[[ Source material open ]]

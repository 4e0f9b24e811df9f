//! Records kept as raw subrecords.
//!
//! Anything the codec does not model field by field is stored as a
//! [`GenericRecord`]: the subrecords are held verbatim so writing the record
//! back reproduces the input byte for byte. Only the identifier is decoded,
//! following the record type's [`KeyRule`].

use std::io::Write;

use ashlander_common::{latin1, BinaryReader, Tag};

use crate::header::RecordHeader;
use crate::record::Record;
use crate::subrecord::{LengthField, StringLimit, Subrecord, SubrecordReader, Wide};
use crate::{tags, Error, Result};

/// How the identifier of a generic record is found.
#[derive(Debug, Clone, Copy, PartialEq, Eq)]
pub enum KeyRule {
    /// The first `NAME` subrecord, bounded by the given limit.
    Name(StringLimit),
    /// The `INDX` subrecord, a little-endian `i32` rendered as decimal
    /// (skills, magic effects).
    Index,
    /// The 32-byte name at the start of `SCHD` (scripts).
    ScriptHeader,
    /// The `INAM` subrecord (dialogue responses).
    InfoId,
    /// The `INTV` grid coordinates (landscape).
    LandGrid,
    /// `NAME` for interior cells, the `DATA` grid for exterior ones.
    Cell,
    /// The `DATA` grid for exterior pathgrids, whose `NAME` is a region
    /// name shared by many cells or empty; `NAME` for interior ones.
    PathGrid,
}

/// Flag in a cell's `DATA` marking it as interior.
const CELL_INTERIOR: u32 = 0x01;

/// Width of the script name at the start of `SCHD`.
const SCRIPT_NAME_WIDTH: usize = 32;

impl KeyRule {
    /// Rule for a record type.
    pub fn for_tag(tag: Tag) -> Self {
        match tag {
            t if t == tags::GMST => KeyRule::Name(StringLimit::Long),
            t if t == tags::SKIL || t == tags::MGEF => KeyRule::Index,
            t if t == tags::SCPT => KeyRule::ScriptHeader,
            t if t == tags::INFO => KeyRule::InfoId,
            t if t == tags::LAND => KeyRule::LandGrid,
            t if t == tags::CELL => KeyRule::Cell,
            t if t == tags::PGRD => KeyRule::PathGrid,
            _ => KeyRule::Name(StringLimit::Short),
        }
    }

    /// Decode the identifier from a record's subrecords.
    fn extract(self, record: Tag, subrecords: &[Subrecord<'_>]) -> Result<String> {
        let find = |tag: Tag| {
            subrecords
                .iter()
                .find(|sub| sub.tag == tag)
                .ok_or(Error::MissingSubrecord { record, tag })
        };

        match self {
            KeyRule::Name(limit) => find(tags::NAME)?.string(limit),
            KeyRule::Index => Ok(find(tags::INDX)?.fixed(4)?.read_i32()?.to_string()),
            KeyRule::ScriptHeader => {
                let sub = find(tags::SCHD)?;
                if sub.len() < SCRIPT_NAME_WIDTH {
                    return Err(Error::InvalidLength {
                        offset: sub.offset,
                        tag: sub.tag,
                        expected: format!("at least {}", SCRIPT_NAME_WIDTH),
                        actual: sub.len(),
                    });
                }
                Ok(latin1::decode(latin1::until_nul(
                    &sub.data[..SCRIPT_NAME_WIDTH],
                )))
            }
            KeyRule::InfoId => find(tags::INAM)?.string(StringLimit::Short),
            KeyRule::LandGrid => {
                let mut r = find(tags::INTV)?.fixed(8)?;
                Ok(grid_key(r.read_i32()?, r.read_i32()?))
            }
            KeyRule::Cell => {
                let mut r = find(tags::DATA)?.fixed(12)?;
                let flags = r.read_u32()?;
                let (x, y) = (r.read_i32()?, r.read_i32()?);
                if flags & CELL_INTERIOR != 0 {
                    find(tags::NAME)?.string(StringLimit::Short)
                } else {
                    Ok(grid_key(x, y))
                }
            }
            KeyRule::PathGrid => {
                // DATA: grid x, grid y, granularity, point count.
                let mut r = find(tags::DATA)?.fixed(12)?;
                let (x, y) = (r.read_i32()?, r.read_i32()?);
                let name = match find(tags::NAME) {
                    Ok(sub) => sub.string(StringLimit::Short)?,
                    Err(_) => String::new(),
                };
                if name.is_empty() || x != 0 || y != 0 {
                    Ok(grid_key(x, y))
                } else {
                    Ok(name)
                }
            }
        }
    }
}

/// Identifier of an exterior cell, landscape or pathgrid record.
pub(crate) fn grid_key(x: i32, y: i32) -> String {
    format!("#{},{}", x, y)
}

/// A subrecord held verbatim.
#[derive(Debug, Clone, PartialEq, Eq)]
#[cfg_attr(feature = "serde", derive(serde::Serialize))]
pub struct RawSubrecord {
    pub tag: Tag,
    pub data: Vec<u8>,
}

impl RawSubrecord {
    pub fn new(tag: Tag, data: impl Into<Vec<u8>>) -> Self {
        Self {
            tag,
            data: data.into(),
        }
    }

    /// A NUL-terminated string subrecord.
    pub fn string(tag: Tag, text: &str) -> Self {
        let mut data = latin1::encode(text).into_owned();
        data.push(0);
        Self { tag, data }
    }

    /// The payload read as text up to the first NUL.
    pub fn text(&self) -> String {
        latin1::decode(latin1::until_nul(&self.data))
    }
}

/// A record stored as its raw subrecords plus a decoded identifier.
#[derive(Debug, Clone, PartialEq, Eq)]
#[cfg_attr(feature = "serde", derive(serde::Serialize))]
pub struct GenericRecord {
    pub tag: Tag,
    pub id: String,
    pub flags_a: i32,
    pub flags_b: i32,
    pub subrecords: Vec<RawSubrecord>,
    /// Dialogue topic an `INFO` record belongs to, set while loading.
    pub parent_topic: Option<String>,
}

impl GenericRecord {
    /// Build a record from subrecords, decoding the identifier the way a
    /// loaded record would be.
    pub fn new(tag: Tag, subrecords: Vec<RawSubrecord>) -> Result<Self> {
        let borrowed: Vec<Subrecord<'_>> = subrecords
            .iter()
            .map(|raw| Subrecord::detached(raw.tag, &raw.data))
            .collect();
        let id = KeyRule::for_tag(tag).extract(tag, &borrowed)?;
        Ok(Self {
            tag,
            id,
            flags_a: 0,
            flags_b: 0,
            subrecords,
            parent_topic: None,
        })
    }

    /// First subrecord with the given tag.
    pub fn subrecord(&self, tag: Tag) -> Option<&RawSubrecord> {
        self.subrecords.iter().find(|sub| sub.tag == tag)
    }

    /// Whether the header marks the record as deleted.
    pub fn is_deleted(&self) -> bool {
        self.flags_b & RecordHeader::FLAG_DELETED != 0
    }
}

impl Record for GenericRecord {
    fn tag(&self) -> Tag {
        self.tag
    }

    fn record_id(&self) -> &str {
        &self.id
    }

    fn header_flags(&self) -> (i32, i32) {
        (self.flags_a, self.flags_b)
    }

    fn read(header: &RecordHeader, payload: BinaryReader<'_>) -> Result<Self> {
        let reader = SubrecordReader::<Wide>::new(payload);
        let subrecords = reader.collect::<Result<Vec<_>>>()?;
        let id = KeyRule::for_tag(header.tag).extract(header.tag, &subrecords)?;

        Ok(Self {
            tag: header.tag,
            id,
            flags_a: header.flags_a,
            flags_b: header.flags_b,
            subrecords: subrecords
                .iter()
                .map(|sub| RawSubrecord::new(sub.tag, sub.data))
                .collect(),
            parent_topic: None,
        })
    }

    fn payload_size(&self) -> usize {
        self.subrecords
            .iter()
            .map(|sub| Wide::size_of(sub.data.len()))
            .sum()
    }

    fn write_payload<W: Write + ?Sized>(&self, out: &mut W) -> Result<()> {
        for sub in &self.subrecords {
            Wide::write(out, sub.tag, &sub.data)?;
        }
        Ok(())
    }
}
//! Ashlander - Morrowind game data library.
//!
//! This crate provides a unified interface to the Ashlander library crates
//! for reading, merging and writing Morrowind master and plugin files.
//!
//! # Crates
//!
//! - [`ashlander_common`] - Binary reading and writing, tags, Latin-1 text
//! - [`ashlander_esm`] - TES3 records, stores, routers and file I/O
//!
//! # Example
//!
//! ```no_run
//! use ashlander::prelude::*;
//!
//! let mut registry = Registry::new();
//! for file in ["Morrowind.esm", "Tribunal.esm", "MyMod.esp"] {
//!     let report = load_file(file, &mut registry)?;
//!     println!("{}: {} changed", file, report.changes());
//! }
//!
//! for npc in &registry.npcs {
//!     if npc.actor.is_trainer() {
//!         println!("{} trains", npc.record_id);
//!     }
//! }
//! # Ok::<(), ashlander::esm::Error>(())
//! ```

pub use ashlander_common as common;
pub use ashlander_esm as esm;

/// Prelude module for convenient imports.
pub mod prelude {
    pub use ashlander_common::{BinaryReader, Tag};
    pub use ashlander_esm::records::{
        ActorCore, AiData, AiPackage, CreatureRecord, FileHeader, GenericRecord, NpcRecord,
    };
    pub use ashlander_esm::{
        load_file, load_file_with, save_file, FullRouter, LoadOptions, LoadOutcome, LoadReport,
        Loader, Record, RecordStore, Registry, Router, ScriptRouter,
    };
}

/// Version information.
pub const VERSION: &str = env!("CARGO_PKG_VERSION");
//! The `TES3` record that opens every plugin and master file.

use std::io::Write;

use ashlander_common::{BinaryReader, FixedString, LittleEndian, Tag, WriteBytesExt};

use super::same_float;
use crate::header::RecordHeader;
use crate::record::Record;
use crate::subrecord::{LengthField, StringLimit, SubrecordReader, Wide};
use crate::{tags, Error, Result};

/// A master file the plugin depends on.
#[derive(Debug, Clone, PartialEq, Eq, Default)]
#[cfg_attr(feature = "serde", derive(serde::Serialize))]
pub struct MasterFile {
    pub name: String,
    /// Size of the master in bytes when the plugin was saved.
    pub size: u64,
}

/// File header (`TES3` record).
#[derive(Debug, Clone)]
#[cfg_attr(feature = "serde", derive(serde::Serialize))]
pub struct FileHeader {
    pub version: f32,
    /// 1 for masters, 0 for plugins.
    pub file_flag: u32,
    pub author: FixedString<32>,
    pub description: FixedString<256>,
    /// Number of records following the header.
    pub record_count: u32,
    pub masters: Vec<MasterFile>,
    pub flags_a: i32,
    pub flags_b: i32,
}

impl Default for FileHeader {
    fn default() -> Self {
        Self {
            version: Self::DEFAULT_VERSION,
            file_flag: 0,
            author: FixedString::default(),
            description: FixedString::default(),
            record_count: 0,
            masters: Vec::new(),
            flags_a: 0,
            flags_b: 0,
        }
    }
}

impl PartialEq for FileHeader {
    fn eq(&self, other: &Self) -> bool {
        same_float(self.version, other.version)
            && self.file_flag == other.file_flag
            && self.author == other.author
            && self.description == other.description
            && self.record_count == other.record_count
            && self.masters == other.masters
            && self.flags_a == other.flags_a
            && self.flags_b == other.flags_b
    }
}

impl FileHeader {
    pub const DEFAULT_VERSION: f32 = 1.2;
    pub const HEDR_SIZE: usize = 300;
    pub const AUTHOR_WIDTH: usize = 32;
    pub const DESCRIPTION_WIDTH: usize = 256;
    /// Smallest payload that can hold a `HEDR` subrecord.
    pub const MIN_PAYLOAD: usize = Wide::HEADER_SIZE + Self::HEDR_SIZE;

    /// Whether the file is a master (`.esm`).
    pub fn is_master(&self) -> bool {
        self.file_flag & 1 != 0
    }

    pub fn add_master(&mut self, name: impl Into<String>, size: u64) {
        self.masters.push(MasterFile {
            name: name.into(),
            size,
        });
    }
}

impl Record for FileHeader {
    fn tag(&self) -> Tag {
        tags::TES3
    }

    fn record_id(&self) -> &str {
        ""
    }

    fn header_flags(&self) -> (i32, i32) {
        (self.flags_a, self.flags_b)
    }

    fn read(header: &RecordHeader, payload: BinaryReader<'_>) -> Result<Self> {
        if payload.len() < Self::MIN_PAYLOAD {
            return Err(Error::InvalidLength {
                offset: header.offset,
                tag: tags::TES3,
                expected: format!("at least {}", Self::MIN_PAYLOAD),
                actual: payload.len(),
            });
        }

        let mut reader = SubrecordReader::<Wide>::new(payload);
        let mut hedr = reader.read_fixed(tags::HEDR, Self::HEDR_SIZE)?;
        let version = hedr.read_f32()?;
        let file_flag = hedr.read_u32()?;
        let author = FixedString::read(&mut hedr)?;
        let description = FixedString::read(&mut hedr)?;
        let record_count = hedr.read_u32()?;

        let mut masters = Vec::new();
        while !reader.is_empty() {
            let name = reader.read_string_expected(tags::MAST, StringLimit::Short)?;
            let size = reader.read_fixed(tags::DATA, 8)?.read_u64()?;
            masters.push(MasterFile { name, size });
        }
        reader.finish(tags::TES3, header.offset)?;

        Ok(Self {
            version,
            file_flag,
            author,
            description,
            record_count,
            masters,
            flags_a: header.flags_a,
            flags_b: header.flags_b,
        })
    }

    fn payload_size(&self) -> usize {
        Wide::size_of(Self::HEDR_SIZE)
            + self
                .masters
                .iter()
                .map(|m| Wide::size_of_string(&m.name) + Wide::size_of(8))
                .sum::<usize>()
    }

    fn write_payload<W: Write + ?Sized>(&self, out: &mut W) -> Result<()> {
        Wide::write_header(out, tags::HEDR, Self::HEDR_SIZE)?;
        out.write_f32::<LittleEndian>(self.version)?;
        out.write_u32::<LittleEndian>(self.file_flag)?;
        self.author.write(out)?;
        self.description.write(out)?;
        out.write_u32::<LittleEndian>(self.record_count)?;

        for master in &self.masters {
            Wide::write_string(out, tags::MAST, &master.name)?;
            Wide::write_header(out, tags::DATA, 8)?;
            out.write_u64::<LittleEndian>(master.size)?;
        }
        Ok(())
    }
}

#[cfg(test)]
mod tests {
    use super::*;

    fn parse(bytes: &[u8]) -> Result<FileHeader> {
        let mut reader = BinaryReader::new(bytes);
        let header = RecordHeader::read(&mut reader)?;
        let payload = header.payload(&mut reader)?;
        FileHeader::read(&header, payload)
    }

    #[test]
    fn test_defaults() {
        let header = FileHeader::default();
        assert_eq!(header.version, 1.2);
        assert_eq!(header.record_count, 0);
        assert!(!header.is_master());
        assert_eq!(header.total_size(), RecordHeader::SIZE + 308);
    }

    #[test]
    fn test_round_trip_with_masters() {
        let mut header = FileHeader {
            file_flag: 0,
            author: "Bethesda".into(),
            description: "Balmora expansion".into(),
            record_count: 42,
            ..Default::default()
        };
        header.add_master("Morrowind.esm", 79_837_557);
        header.add_master("Tribunal.esm", 4_565_686);

        let mut bytes = Vec::new();
        header.write(&mut bytes).unwrap();
        assert_eq!(bytes.len(), header.total_size());
        assert_eq!(&bytes[..4], b"TES3");

        let back = parse(&bytes).unwrap();
        assert_eq!(back, header);
        assert_eq!(back.masters[1].name, "Tribunal.esm");
        assert_eq!(back.masters[1].size, 4_565_686);
    }

    #[test]
    fn test_long_description_is_truncated() {
        let header = FileHeader {
            description: "x".repeat(300).into(),
            ..Default::default()
        };
        let mut bytes = Vec::new();
        header.write(&mut bytes).unwrap();
        let back = parse(&bytes).unwrap();
        assert_eq!(back.description.len(), 255);
    }

    #[test]
    fn test_stray_description_bytes_survive() {
        let mut bytes = Vec::new();
        FileHeader {
            description: "Main game".into(),
            ..Default::default()
        }
        .write(&mut bytes)
        .unwrap();
        // Leftover text after the terminator, as old editors leave it.
        let at = RecordHeader::SIZE + 8 + 8 + FileHeader::AUTHOR_WIDTH + 10;
        bytes[at..at + 4].copy_from_slice(b"junk");

        let header = parse(&bytes).unwrap();
        assert_eq!(header.description, "Main game");
        assert!(header.description.keeps_padding());
        let mut again = Vec::new();
        header.write(&mut again).unwrap();
        assert_eq!(again, bytes);
    }

    #[test]
    fn test_payload_too_small() {
        let mut bytes = Vec::new();
        RecordHeader::new(tags::TES3, 100, 0, 0)
            .write(&mut bytes)
            .unwrap();
        bytes.extend_from_slice(&[0u8; 100]);
        assert!(matches!(
            parse(&bytes),
            Err(Error::InvalidLength { actual: 100, .. })
        ));
    }

    #[test]
    fn test_master_without_size() {
        let mut header = FileHeader::default();
        header.add_master("Morrowind.esm", 1);
        let mut bytes = Vec::new();
        header.write(&mut bytes).unwrap();
        // Rename the DATA tag that follows MAST.
        let pos = bytes.windows(4).rposition(|w| w == b"DATA").unwrap();
        bytes[pos..pos + 4].copy_from_slice(b"MAST");
        assert!(matches!(
            parse(&bytes),
            Err(Error::UnexpectedTag { found, .. }) if found == tags::MAST
        ));
    }
}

[[ Source material closed ]]

■ **Activity**: Beginning with the line that contains "header.write(&mut again).unwrap();", quote each line exactly through the last line of the entries above, and nothing beyond them.

■ **Reply to the exercise**:
        header.write(&mut again).unwrap();
        assert_eq!(again, bytes);
    }

    #[test]
    fn test_payload_too_small() {
        let mut bytes = Vec::new();
        RecordHeader::new(tags::TES3, 100, 0, 0)
            .write(&mut bytes)
            .unwrap();
        bytes.extend_from_slice(&[0u8; 100]);
        assert!(matches!(
            parse(&bytes),
            Err(Error::InvalidLength { actual: 100, .. })
        ));
    }

    #[test]
    fn test_master_without_size() {
        let mut header = FileHeader::default();
        header.add_master("Morrowind.esm", 1);
        let mut bytes = Vec::new();
        header.write(&mut bytes).unwrap();
        // Rename the DATA tag that follows MAST.
        let pos = bytes.windows(4).rposition(|w| w == b"DATA").unwrap();
        bytes[pos..pos + 4].copy_from_slice(b"MAST");
        assert!(matches!(
            parse(&bytes),
            Err(Error::UnexpectedTag { found, .. }) if found == tags::MAST
        ));
    }
}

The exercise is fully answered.